[Opening Given data section]

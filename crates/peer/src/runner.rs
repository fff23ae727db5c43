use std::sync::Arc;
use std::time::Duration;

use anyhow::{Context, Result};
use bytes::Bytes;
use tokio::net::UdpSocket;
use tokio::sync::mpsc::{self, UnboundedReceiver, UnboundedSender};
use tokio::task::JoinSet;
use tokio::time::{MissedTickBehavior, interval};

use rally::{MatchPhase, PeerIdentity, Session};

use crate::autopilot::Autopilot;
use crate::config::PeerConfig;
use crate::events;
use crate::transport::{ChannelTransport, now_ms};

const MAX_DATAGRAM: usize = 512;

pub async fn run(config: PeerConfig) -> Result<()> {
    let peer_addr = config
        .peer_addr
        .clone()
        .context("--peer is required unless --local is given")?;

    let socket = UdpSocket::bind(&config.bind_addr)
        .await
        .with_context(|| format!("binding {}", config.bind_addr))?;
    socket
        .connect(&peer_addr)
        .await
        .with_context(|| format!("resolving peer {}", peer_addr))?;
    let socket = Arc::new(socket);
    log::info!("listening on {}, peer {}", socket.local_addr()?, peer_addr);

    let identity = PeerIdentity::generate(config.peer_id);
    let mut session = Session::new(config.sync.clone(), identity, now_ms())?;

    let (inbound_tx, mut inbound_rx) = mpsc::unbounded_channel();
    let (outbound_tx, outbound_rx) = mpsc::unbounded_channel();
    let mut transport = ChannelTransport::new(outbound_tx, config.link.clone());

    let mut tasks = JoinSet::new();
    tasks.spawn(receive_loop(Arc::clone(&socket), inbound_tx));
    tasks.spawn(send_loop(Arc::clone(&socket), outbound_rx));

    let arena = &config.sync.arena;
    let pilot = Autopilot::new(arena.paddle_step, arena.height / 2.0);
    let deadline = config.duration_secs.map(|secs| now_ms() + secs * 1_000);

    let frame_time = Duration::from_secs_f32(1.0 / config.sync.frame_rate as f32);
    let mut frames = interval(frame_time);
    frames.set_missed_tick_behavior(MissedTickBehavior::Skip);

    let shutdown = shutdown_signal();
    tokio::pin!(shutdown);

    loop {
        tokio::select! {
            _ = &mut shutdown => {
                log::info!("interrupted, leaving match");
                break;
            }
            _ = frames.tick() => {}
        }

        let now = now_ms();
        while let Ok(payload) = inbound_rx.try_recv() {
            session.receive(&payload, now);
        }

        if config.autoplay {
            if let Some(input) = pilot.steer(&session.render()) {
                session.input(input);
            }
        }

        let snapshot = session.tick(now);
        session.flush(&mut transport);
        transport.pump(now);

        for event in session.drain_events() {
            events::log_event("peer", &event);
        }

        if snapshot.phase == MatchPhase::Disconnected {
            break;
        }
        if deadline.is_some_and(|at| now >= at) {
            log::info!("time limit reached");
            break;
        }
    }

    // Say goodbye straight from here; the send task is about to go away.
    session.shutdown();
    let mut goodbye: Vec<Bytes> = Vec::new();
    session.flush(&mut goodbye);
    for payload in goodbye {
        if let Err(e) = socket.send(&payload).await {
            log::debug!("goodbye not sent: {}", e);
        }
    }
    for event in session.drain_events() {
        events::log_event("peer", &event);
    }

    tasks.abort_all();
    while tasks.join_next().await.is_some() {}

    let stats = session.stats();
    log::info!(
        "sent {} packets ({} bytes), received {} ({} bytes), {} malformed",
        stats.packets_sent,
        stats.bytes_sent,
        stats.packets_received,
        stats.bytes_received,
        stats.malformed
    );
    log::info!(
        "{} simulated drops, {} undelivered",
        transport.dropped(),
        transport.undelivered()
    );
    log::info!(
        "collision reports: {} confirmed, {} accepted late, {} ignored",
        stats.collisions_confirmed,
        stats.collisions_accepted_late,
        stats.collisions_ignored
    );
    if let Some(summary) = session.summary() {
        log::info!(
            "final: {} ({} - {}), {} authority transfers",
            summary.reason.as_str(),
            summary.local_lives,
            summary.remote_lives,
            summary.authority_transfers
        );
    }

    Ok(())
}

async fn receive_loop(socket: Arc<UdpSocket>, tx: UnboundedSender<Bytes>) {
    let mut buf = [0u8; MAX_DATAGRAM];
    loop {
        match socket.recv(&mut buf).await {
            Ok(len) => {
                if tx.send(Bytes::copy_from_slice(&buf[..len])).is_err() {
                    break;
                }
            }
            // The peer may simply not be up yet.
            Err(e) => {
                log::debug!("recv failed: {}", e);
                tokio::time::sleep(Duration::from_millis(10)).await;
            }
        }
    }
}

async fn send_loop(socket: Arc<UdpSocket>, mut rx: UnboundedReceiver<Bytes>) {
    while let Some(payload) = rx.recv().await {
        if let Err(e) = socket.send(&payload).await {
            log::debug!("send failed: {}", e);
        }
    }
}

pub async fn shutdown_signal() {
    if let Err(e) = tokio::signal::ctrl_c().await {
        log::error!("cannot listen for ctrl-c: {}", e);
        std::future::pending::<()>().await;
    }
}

[Closing Given data section]

When answering, write out each of the lines above exactly as given.

filename crates/peer/src/runner.rs
repository fff23ae727db5c43
use std::sync::Arc;
use std::time::Duration;

use anyhow::{Context, Result};
use bytes::Bytes;
use tokio::net::UdpSocket;
use tokio::sync::mpsc::{self, UnboundedReceiver, UnboundedSender};
use tokio::task::JoinSet;
use tokio::time::{MissedTickBehavior, interval};

use rally::{MatchPhase, PeerIdentity, Session};

use crate::autopilot::Autopilot;
use crate::config::PeerConfig;
use crate::events;
use crate::transport::{ChannelTransport, now_ms};

const MAX_DATAGRAM: usize = 512;

pub async fn run(config: PeerConfig) -> Result<()> {
    let peer_addr = config
        .peer_addr
        .clone()
        .context("--peer is required unless --local is given")?;

    let socket = UdpSocket::bind(&config.bind_addr)
        .await
        .with_context(|| format!("binding {}", config.bind_addr))?;
    socket
        .connect(&peer_addr)
        .await
        .with_context(|| format!("resolving peer {}", peer_addr))?;
    let socket = Arc::new(socket);
    log::info!("listening on {}, peer {}", socket.local_addr()?, peer_addr);

    let identity = PeerIdentity::generate(config.peer_id);
    let mut session = Session::new(config.sync.clone(), identity, now_ms())?;

    let (inbound_tx, mut inbound_rx) = mpsc::unbounded_channel();
    let (outbound_tx, outbound_rx) = mpsc::unbounded_channel();
    let mut transport = ChannelTransport::new(outbound_tx, config.link.clone());

    let mut tasks = JoinSet::new();
    tasks.spawn(receive_loop(Arc::clone(&socket), inbound_tx));
    tasks.spawn(send_loop(Arc::clone(&socket), outbound_rx));

    let arena = &config.sync.arena;
    let pilot = Autopilot::new(arena.paddle_step, arena.height / 2.0);
    let deadline = config.duration_secs.map(|secs| now_ms() + secs * 1_000);

    let frame_time = Duration::from_secs_f32(1.0 / config.sync.frame_rate as f32);
    let mut frames = interval(frame_time);
    frames.set_missed_tick_behavior(MissedTickBehavior::Skip);

    let shutdown = shutdown_signal();
    tokio::pin!(shutdown);

    loop {
        tokio::select! {
            _ = &mut shutdown => {
                log::info!("interrupted, leaving match");
                break;
            }
            _ = frames.tick() => {}
        }

        let now = now_ms();
        while let Ok(payload) = inbound_rx.try_recv() {
            session.receive(&payload, now);
        }

        if config.autoplay {
            if let Some(input) = pilot.steer(&session.render()) {
                session.input(input);
            }
        }

        let snapshot = session.tick(now);
        session.flush(&mut transport);
        transport.pump(now);

        for event in session.drain_events() {
            events::log_event("peer", &event);
        }

        if snapshot.phase == MatchPhase::Disconnected {
            break;
        }
        if deadline.is_some_and(|at| now >= at) {
            log::info!("time limit reached");
            break;
        }
    }

    // Say goodbye straight from here; the send task is about to go away.
    session.shutdown();
    let mut goodbye: Vec<Bytes> = Vec::new();
    session.flush(&mut goodbye);
    for payload in goodbye {
        if let Err(e) = socket.send(&payload).await {
            log::debug!("goodbye not sent: {}", e);
        }
    }
    for event in session.drain_events() {
        events::log_event("peer", &event);
    }

    tasks.abort_all();
    while tasks.join_next().await.is_some() {}

    let stats = session.stats();
    log::info!(
        "sent {} packets ({} bytes), received {} ({} bytes), {} malformed",
        stats.packets_sent,
        stats.bytes_sent,
        stats.packets_received,
        stats.bytes_received,
        stats.malformed
    );
    log::info!(
        "{} simulated drops, {} undelivered",
        transport.dropped(),
        transport.undelivered()
    );
    log::info!(
        "collision reports: {} confirmed, {} accepted late, {} ignored",
        stats.collisions_confirmed,
        stats.collisions_accepted_late,
        stats.collisions_ignored
    );
    if let Some(summary) = session.summary() {
        log::info!(
            "final: {} ({} - {}), {} authority transfers",
            summary.reason.as_str(),
            summary.local_lives,
            summary.remote_lives,
            summary.authority_transfers
        );
    }

    Ok(())
}

async fn receive_loop(socket: Arc<UdpSocket>, tx: UnboundedSender<Bytes>) {
    let mut buf = [0u8; MAX_DATAGRAM];
    loop {
        match socket.recv(&mut buf).await {
            Ok(len) => {
                if tx.send(Bytes::copy_from_slice(&buf[..len])).is_err() {
                    break;
                }
            }
            // The peer may simply not be up yet.
            Err(e) => {
                log::debug!("recv failed: {}", e);
                tokio::time::sleep(Duration::from_millis(10)).await;
            }
        }
    }
}

async fn send_loop(socket: Arc<UdpSocket>, mut rx: UnboundedReceiver<Bytes>) {
    while let Some(payload) = rx.recv().await {
        if let Err(e) = socket.send(&payload).await {
            log::debug!("send failed: {}", e);
        }
    }
}

pub async fn shutdown_signal() {
    if let Err(e) = tokio::signal::ctrl_c().await {
        log::error!("cannot listen for ctrl-c: {}", e);
        std::future::pending::<()>().await;
    }
}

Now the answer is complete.